Annotate Everything
The implications of attaching digital reviews to real world objects
Are you ready to get a warning from the Center for Science in the Public Interest about the evils of high fructose corn syrup every time you buy a Coke? Would you like to share your thoughts on the anti-feminist subtext of Computer Engineer Barbie with anyone who picks up the doll? For years, we've mostly confined political discourse to static, insular venues like the university, the coffee shop, and the Web. But now, thanks to a new app called Stickybits, we can have our say in truly vital venues, like the toy aisle at Wal-Mart.
To use Stickybits, you need an iPhone or a phone running Google Android. Once you download the app, you can start scanning barcodes or QR codes and attaching files to them—photos, video, text, music, etc. Then, when other Stickybits users scan the same code, they can see what you've attached. Stickybits sells packs of vinyl stickers printed with unique barcodes via Amazon, and you can also download free barcodes directly from the Stickybits website and print them out on your printer. In addition, the app works with any barcode that appears on a commercial product.
When you use one of the stickers that Stickybits provides, your audience is limited to whoever else scans that unique code.
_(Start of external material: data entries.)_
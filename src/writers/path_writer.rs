use crate::path_assembly::HaplotypePath;
use crate::writers::delimited_writer;

use serde::Serialize;
use std::fs::File;
use std::path::Path;

/// This is a wrapper for writing out path scores as they are emitted
pub struct PathWriter {
    /// Handle for the CSV writer
    csv_writer: csv::Writer<File>
}

/// Contains all the data written to each row of our paths file
#[derive(Serialize)]
struct PathRow {
    /// The iteration that emitted the path
    iteration: usize,
    /// Log-likelihood under the chain model
    weighted_logprob: f64,
    /// Log-likelihood from raw site counts
    unweighted_logprob: f64,
    /// The weakest link of the path
    min_support: u64,
    /// The site of the weakest link
    weakest_site: usize,
    /// Sites filled without evidence
    uninformative_sites: usize,
    /// The chosen allele at each site
    alleles: String
}

impl PathWriter {
    /// Creates a new writer for a given filename
    /// # Arguments
    /// * `filename` - the path to write all rows to
    pub fn new(filename: &Path) -> csv::Result<PathWriter> {
        Ok(PathWriter {
            csv_writer: delimited_writer(filename)?
        })
    }

    /// Writes a single path
    /// # Arguments
    /// * `iteration` - the iteration that emitted the path
    /// * `path` - the path to write
    pub fn write_path(&mut self, iteration: usize, path: &HaplotypePath) -> csv::Result<()> {
        let row = PathRow {
            iteration,
            weighted_logprob: path.weighted_logprob(),
            unweighted_logprob: path.unweighted_logprob(),
            min_support: path.min_support(),
            weakest_site: path.weakest_site(),
            uninformative_sites: path.uninformative_sites(),
            alleles: path.snp_string()
        };
        self.csv_writer.serialize(&row)?;
        self.csv_writer.flush()?;
        Ok(())
    }
}

#[cfg(test)]
mod tests {
    use super::*;
    use crate::data_types::alleles::Allele;
    use crate::path_assembly::PathScores;

    #[test]
    fn test_write_path() {
        let filename = std::env::temp_dir().join("haplochain_test_paths.tsv");
        let path = HaplotypePath::new(
            vec![Allele::Gap, Allele::A, Allele::Gap],
            PathScores { weighted: -0.5, unweighted: -1.5 },
            3, 1, 0
        );
        let mut writer = PathWriter::new(&filename).unwrap();
        writer.write_path(0, &path).unwrap();
        drop(writer);

        let contents = std::fs::read_to_string(&filename).unwrap();
        let lines: Vec<&str> = contents.lines().collect();
        assert_eq!(lines[0], "iteration\tweighted_logprob\tunweighted_logprob\tmin_support\tweakest_site\tuninformative_sites\talleles");
        assert_eq!(lines[1], "0\t-0.5\t-1.5\t3\t1\t0\tA_");
        std::fs::remove_file(&filename).unwrap();
    }
}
But a barcode that appears on a 20 oz. bottle of Coke isn't unique—it appears on millions of other 20 oz. bottles of Coke. Scan the one sitting in your refrigerator, and your message will be instantly available to everyone else in the world who has a bottle of Coke with that barcode on it and cares to scan it.
Granted, there's this thing called the Web that provides similar functionality. But if you only want to reach Coke drinkers with your message, and at the precise moment when they're buying or drinking Coke, Stickybits offers a better way to do it. Or at least it will if it can convince people to add Coke bottles to their daily media diet.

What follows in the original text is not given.